Return every line from the one with "let split = |roots: &[C64]|" through the one with "poles: analog.poles.iter().map(|&p| (fs2", inclusive, exactly as it appears below.
===== Provided entries =====
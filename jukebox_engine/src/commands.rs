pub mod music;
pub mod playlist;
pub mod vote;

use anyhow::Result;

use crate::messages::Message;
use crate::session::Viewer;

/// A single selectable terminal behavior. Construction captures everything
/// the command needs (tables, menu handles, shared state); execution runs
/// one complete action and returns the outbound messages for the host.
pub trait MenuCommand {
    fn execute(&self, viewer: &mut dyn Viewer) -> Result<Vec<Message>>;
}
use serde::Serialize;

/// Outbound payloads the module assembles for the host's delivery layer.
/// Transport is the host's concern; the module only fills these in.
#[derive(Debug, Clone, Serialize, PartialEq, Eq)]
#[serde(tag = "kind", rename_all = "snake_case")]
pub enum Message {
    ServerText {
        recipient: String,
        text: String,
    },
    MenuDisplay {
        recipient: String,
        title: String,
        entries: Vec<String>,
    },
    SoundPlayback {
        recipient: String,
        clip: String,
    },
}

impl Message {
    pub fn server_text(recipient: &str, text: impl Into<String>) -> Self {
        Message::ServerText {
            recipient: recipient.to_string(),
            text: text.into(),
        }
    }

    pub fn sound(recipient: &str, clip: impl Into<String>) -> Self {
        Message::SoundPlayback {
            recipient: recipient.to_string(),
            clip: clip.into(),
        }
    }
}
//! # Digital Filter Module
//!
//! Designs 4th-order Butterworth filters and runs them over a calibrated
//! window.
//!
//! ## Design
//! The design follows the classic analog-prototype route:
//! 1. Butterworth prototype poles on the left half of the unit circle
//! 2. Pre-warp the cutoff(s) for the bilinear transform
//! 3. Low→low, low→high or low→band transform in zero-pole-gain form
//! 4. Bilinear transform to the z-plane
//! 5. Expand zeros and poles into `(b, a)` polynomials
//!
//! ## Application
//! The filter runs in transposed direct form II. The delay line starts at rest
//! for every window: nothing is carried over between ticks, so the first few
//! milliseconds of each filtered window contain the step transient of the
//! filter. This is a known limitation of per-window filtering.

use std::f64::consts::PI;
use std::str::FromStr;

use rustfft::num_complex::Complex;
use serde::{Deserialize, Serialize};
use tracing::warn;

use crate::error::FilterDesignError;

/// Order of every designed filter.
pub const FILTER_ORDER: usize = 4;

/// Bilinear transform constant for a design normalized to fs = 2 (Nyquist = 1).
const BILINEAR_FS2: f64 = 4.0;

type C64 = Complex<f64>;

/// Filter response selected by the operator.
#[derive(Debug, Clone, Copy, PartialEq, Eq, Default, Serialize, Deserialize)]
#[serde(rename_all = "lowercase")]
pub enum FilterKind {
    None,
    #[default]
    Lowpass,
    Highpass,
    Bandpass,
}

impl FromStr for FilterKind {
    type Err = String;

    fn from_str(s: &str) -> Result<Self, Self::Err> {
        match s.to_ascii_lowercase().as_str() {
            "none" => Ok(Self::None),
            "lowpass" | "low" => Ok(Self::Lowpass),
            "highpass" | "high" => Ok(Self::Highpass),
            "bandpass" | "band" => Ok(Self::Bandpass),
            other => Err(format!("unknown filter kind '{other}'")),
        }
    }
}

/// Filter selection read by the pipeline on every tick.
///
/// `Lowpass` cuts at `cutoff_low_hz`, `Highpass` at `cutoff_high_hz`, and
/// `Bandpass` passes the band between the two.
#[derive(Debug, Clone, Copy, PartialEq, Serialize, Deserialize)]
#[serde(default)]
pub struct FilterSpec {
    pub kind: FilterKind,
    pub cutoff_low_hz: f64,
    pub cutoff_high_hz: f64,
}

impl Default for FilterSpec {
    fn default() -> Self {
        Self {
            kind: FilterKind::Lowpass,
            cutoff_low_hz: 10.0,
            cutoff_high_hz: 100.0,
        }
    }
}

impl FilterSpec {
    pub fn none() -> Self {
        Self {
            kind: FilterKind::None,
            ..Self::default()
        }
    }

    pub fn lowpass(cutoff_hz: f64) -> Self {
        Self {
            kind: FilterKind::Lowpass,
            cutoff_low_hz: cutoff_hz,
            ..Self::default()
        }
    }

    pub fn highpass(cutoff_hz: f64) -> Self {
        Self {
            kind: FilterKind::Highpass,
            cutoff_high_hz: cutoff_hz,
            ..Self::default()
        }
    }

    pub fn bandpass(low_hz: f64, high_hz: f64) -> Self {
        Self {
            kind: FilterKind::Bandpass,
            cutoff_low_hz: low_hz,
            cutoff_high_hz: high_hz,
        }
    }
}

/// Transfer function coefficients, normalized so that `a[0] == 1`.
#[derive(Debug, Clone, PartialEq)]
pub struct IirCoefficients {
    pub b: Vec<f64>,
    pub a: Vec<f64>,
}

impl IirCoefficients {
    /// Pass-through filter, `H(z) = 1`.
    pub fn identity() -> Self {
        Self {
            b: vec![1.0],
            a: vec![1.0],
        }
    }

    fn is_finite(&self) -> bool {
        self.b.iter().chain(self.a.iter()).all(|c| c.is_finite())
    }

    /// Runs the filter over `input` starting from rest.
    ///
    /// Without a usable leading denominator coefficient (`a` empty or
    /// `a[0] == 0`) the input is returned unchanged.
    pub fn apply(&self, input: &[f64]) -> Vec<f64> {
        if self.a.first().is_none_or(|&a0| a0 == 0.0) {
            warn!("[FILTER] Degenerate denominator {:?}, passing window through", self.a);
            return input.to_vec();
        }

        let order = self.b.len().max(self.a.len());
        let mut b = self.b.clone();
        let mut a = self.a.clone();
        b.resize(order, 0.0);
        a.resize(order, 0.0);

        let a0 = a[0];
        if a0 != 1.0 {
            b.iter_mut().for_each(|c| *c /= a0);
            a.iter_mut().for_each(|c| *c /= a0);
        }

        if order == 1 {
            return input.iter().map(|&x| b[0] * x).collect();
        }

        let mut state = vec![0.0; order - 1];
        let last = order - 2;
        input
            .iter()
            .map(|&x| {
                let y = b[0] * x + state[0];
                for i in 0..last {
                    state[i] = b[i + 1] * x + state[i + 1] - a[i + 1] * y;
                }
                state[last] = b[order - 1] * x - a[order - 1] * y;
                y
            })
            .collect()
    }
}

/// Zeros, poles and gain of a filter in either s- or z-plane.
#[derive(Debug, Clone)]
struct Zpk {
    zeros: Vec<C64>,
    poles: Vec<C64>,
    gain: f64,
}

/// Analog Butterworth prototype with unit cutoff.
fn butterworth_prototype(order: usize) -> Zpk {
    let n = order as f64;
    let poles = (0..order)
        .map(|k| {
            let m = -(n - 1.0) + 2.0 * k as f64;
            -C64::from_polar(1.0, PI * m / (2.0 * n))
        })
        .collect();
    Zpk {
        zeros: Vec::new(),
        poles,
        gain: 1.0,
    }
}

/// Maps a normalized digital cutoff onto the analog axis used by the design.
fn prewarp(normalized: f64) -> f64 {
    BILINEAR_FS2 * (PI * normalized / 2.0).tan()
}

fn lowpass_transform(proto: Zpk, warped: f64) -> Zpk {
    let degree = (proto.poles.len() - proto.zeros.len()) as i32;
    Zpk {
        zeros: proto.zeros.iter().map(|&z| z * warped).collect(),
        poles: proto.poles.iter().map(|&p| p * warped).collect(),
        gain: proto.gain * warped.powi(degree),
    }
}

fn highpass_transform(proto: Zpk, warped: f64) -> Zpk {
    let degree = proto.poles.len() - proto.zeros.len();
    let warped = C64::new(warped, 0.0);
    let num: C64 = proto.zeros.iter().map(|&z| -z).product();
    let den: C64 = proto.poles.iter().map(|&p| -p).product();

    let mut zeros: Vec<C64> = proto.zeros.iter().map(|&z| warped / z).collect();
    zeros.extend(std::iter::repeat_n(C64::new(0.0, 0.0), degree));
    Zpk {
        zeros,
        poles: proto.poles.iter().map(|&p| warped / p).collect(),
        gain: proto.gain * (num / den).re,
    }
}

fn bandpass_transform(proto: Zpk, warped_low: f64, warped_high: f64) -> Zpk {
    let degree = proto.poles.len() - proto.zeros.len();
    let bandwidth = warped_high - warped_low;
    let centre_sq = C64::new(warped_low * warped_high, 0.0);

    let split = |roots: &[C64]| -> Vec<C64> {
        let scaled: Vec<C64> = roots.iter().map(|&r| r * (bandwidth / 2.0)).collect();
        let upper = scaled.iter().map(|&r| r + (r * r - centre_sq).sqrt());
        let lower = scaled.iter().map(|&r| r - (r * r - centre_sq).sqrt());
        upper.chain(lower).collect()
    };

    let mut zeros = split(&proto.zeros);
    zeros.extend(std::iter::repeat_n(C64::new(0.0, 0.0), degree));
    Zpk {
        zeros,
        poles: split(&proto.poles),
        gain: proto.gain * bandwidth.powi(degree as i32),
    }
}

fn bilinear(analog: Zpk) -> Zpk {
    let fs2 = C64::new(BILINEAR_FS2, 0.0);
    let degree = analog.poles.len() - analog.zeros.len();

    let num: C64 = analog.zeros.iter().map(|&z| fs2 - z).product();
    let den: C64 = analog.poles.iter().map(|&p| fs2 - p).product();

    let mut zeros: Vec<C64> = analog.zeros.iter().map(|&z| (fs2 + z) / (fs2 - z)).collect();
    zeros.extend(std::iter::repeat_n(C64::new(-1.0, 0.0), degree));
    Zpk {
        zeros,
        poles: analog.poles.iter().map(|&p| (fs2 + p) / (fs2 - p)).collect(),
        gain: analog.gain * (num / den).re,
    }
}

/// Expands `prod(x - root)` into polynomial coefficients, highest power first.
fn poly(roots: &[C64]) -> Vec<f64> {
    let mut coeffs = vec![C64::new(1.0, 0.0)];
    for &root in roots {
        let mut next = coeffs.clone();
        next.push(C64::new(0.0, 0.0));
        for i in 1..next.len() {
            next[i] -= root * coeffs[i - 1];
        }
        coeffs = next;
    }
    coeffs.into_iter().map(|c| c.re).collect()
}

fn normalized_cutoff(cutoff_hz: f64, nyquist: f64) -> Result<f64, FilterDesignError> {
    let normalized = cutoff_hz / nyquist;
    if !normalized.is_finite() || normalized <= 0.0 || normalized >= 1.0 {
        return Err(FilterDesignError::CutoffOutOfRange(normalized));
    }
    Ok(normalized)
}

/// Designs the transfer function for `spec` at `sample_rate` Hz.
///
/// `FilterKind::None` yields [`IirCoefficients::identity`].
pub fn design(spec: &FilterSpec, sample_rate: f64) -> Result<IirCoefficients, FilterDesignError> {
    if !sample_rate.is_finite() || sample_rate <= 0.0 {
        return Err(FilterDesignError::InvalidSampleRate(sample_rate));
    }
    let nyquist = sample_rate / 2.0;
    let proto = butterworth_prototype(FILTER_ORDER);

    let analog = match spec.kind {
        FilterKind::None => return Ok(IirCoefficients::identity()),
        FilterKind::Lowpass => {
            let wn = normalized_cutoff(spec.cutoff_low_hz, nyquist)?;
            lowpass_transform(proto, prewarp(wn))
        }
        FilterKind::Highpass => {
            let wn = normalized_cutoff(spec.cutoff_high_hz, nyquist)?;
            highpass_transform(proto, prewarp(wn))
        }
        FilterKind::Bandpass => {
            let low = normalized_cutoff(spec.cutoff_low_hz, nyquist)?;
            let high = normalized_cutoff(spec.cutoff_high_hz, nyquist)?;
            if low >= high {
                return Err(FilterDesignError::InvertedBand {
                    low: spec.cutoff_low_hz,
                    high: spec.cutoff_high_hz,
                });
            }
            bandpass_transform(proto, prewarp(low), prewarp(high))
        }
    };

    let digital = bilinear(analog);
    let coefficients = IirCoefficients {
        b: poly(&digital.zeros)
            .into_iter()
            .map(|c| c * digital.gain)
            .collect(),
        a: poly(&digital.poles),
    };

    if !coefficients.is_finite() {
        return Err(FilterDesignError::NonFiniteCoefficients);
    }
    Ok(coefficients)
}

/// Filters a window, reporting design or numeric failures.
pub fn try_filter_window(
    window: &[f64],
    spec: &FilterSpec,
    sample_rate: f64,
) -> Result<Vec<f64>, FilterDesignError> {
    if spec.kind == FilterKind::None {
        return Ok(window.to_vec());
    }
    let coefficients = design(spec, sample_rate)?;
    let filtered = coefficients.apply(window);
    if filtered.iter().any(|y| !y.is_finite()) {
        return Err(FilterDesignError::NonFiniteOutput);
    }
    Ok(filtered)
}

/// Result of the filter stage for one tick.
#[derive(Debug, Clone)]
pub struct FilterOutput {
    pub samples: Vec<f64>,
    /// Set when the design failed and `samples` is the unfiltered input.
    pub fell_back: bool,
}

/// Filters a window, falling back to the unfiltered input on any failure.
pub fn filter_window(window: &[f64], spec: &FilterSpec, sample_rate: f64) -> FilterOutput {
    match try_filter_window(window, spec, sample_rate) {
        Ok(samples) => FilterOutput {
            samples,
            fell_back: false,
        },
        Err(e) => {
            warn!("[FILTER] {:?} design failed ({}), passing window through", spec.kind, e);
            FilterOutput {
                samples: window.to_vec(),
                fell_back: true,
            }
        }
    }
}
=====
• Solved problem:
    let split = |roots: &[C64]| -> Vec<C64> {
        let scaled: Vec<C64> = roots.iter().map(|&r| r * (bandwidth / 2.0)).collect();
        let upper = scaled.iter().map(|&r| r + (r * r - centre_sq).sqrt());
        let lower = scaled.iter().map(|&r| r - (r * r - centre_sq).sqrt());
        upper.chain(lower).collect()
    };

    let mut zeros = split(&proto.zeros);
    zeros.extend(std::iter::repeat_n(C64::new(0.0, 0.0), degree));
    Zpk {
        zeros,
        poles: split(&proto.poles),
        gain: proto.gain * bandwidth.powi(degree as i32),
    }
}

fn bilinear(analog: Zpk) -> Zpk {
    let fs2 = C64::new(BILINEAR_FS2, 0.0);
    let degree = analog.poles.len() - analog.zeros.len();

    let num: C64 = analog.zeros.iter().map(|&z| fs2 - z).product();
    let den: C64 = analog.poles.iter().map(|&p| fs2 - p).product();

    let mut zeros: Vec<C64> = analog.zeros.iter().map(|&z| (fs2 + z) / (fs2 - z)).collect();
    zeros.extend(std::iter::repeat_n(C64::new(-1.0, 0.0), degree));
    Zpk {
        zeros,
        poles: analog.poles.iter().map(|&p| (fs2 + p) / (fs2 - p)).collect(),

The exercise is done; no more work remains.